╭─ Data provided

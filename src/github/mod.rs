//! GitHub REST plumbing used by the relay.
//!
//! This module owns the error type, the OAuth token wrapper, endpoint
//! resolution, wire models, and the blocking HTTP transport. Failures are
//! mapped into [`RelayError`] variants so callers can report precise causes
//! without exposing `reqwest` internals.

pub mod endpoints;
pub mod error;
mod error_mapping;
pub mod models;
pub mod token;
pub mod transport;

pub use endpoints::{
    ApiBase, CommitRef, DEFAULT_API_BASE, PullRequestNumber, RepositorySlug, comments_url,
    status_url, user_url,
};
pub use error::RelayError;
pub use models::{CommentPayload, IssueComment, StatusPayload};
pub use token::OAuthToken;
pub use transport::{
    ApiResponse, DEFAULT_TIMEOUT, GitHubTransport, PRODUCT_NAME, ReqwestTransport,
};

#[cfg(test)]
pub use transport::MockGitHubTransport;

╰─
╭─ Data provided

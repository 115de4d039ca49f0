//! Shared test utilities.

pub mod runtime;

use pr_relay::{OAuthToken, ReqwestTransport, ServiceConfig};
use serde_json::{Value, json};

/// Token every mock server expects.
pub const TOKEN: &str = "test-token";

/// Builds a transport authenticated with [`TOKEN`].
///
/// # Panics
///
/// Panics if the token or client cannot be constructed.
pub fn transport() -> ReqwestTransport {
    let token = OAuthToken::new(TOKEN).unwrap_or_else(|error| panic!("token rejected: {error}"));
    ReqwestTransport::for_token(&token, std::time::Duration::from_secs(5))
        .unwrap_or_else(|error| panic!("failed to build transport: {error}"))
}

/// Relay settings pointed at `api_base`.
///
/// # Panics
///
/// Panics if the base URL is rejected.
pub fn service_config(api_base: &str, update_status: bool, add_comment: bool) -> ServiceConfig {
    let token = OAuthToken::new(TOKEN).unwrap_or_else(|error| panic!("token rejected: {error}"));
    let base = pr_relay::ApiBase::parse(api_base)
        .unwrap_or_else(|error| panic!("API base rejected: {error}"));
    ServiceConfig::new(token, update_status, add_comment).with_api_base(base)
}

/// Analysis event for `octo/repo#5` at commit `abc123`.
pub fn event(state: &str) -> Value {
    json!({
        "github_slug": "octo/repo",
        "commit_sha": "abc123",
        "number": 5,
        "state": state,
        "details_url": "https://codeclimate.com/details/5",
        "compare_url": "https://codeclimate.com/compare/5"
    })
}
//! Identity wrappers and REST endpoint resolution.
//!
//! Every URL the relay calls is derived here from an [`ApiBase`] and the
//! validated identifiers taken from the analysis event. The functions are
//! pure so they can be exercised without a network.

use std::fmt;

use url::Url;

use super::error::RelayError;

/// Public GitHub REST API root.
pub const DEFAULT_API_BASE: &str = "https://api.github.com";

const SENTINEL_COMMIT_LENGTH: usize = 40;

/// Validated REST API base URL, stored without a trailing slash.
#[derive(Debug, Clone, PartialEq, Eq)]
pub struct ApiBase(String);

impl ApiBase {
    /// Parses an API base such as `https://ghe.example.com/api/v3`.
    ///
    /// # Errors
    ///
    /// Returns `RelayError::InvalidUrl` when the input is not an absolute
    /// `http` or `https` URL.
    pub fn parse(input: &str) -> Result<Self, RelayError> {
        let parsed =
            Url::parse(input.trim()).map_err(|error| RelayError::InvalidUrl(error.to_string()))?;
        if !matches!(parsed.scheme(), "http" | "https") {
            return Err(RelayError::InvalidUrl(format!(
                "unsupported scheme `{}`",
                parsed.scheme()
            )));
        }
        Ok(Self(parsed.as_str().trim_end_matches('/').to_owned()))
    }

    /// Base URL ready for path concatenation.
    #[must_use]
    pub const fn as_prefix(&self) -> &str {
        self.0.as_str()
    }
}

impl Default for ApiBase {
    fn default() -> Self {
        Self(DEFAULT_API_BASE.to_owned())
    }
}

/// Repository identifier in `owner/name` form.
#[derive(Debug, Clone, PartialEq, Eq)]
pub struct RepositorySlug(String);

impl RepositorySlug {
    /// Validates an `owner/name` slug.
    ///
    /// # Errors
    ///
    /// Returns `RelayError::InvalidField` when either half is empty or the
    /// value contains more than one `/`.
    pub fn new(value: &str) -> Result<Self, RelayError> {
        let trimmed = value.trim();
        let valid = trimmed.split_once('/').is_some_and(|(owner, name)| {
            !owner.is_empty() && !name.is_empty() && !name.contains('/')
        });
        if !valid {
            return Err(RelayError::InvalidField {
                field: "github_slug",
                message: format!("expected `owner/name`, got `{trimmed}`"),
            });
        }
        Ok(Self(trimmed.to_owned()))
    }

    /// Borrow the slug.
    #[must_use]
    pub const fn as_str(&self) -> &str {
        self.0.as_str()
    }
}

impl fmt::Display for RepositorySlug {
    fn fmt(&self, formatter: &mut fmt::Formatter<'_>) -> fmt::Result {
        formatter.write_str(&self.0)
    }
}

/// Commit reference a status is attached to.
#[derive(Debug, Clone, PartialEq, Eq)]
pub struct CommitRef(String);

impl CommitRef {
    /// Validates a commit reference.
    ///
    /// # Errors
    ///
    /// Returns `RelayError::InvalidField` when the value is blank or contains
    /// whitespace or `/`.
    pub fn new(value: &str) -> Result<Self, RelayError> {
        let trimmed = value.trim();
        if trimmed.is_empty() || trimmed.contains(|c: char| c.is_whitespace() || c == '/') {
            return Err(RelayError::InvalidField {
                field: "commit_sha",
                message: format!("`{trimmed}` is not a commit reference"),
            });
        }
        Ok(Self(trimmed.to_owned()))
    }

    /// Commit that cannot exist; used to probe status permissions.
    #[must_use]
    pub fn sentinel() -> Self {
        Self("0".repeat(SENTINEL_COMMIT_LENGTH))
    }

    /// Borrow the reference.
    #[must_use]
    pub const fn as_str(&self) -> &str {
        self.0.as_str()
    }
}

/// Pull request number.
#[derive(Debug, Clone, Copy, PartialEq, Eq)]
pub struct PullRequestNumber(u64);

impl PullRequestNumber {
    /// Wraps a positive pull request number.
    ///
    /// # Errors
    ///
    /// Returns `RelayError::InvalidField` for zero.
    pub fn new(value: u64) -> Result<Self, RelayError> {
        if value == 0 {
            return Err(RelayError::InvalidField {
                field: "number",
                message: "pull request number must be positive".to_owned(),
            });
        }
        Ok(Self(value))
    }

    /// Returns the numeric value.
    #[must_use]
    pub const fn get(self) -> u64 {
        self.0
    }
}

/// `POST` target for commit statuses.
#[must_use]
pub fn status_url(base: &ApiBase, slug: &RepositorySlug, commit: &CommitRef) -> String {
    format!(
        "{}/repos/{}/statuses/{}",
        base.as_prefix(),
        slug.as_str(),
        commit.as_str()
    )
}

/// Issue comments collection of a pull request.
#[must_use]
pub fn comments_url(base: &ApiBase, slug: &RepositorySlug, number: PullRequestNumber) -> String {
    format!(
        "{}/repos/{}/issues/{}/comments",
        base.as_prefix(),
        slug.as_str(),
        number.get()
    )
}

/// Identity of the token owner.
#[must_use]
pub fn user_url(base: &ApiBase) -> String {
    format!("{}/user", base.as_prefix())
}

╰─

Transcribe each line of the data above, unaltered, from the one where "filename src/github/mod.rs" appears to the one where "transport. Failures are" appears, inclusive of both.

**Reply**
filename src/github/mod.rs
//! GitHub REST plumbing used by the relay.
//!
//! This module owns the error type, the OAuth token wrapper, endpoint
//! resolution, wire models, and the blocking HTTP transport. Failures are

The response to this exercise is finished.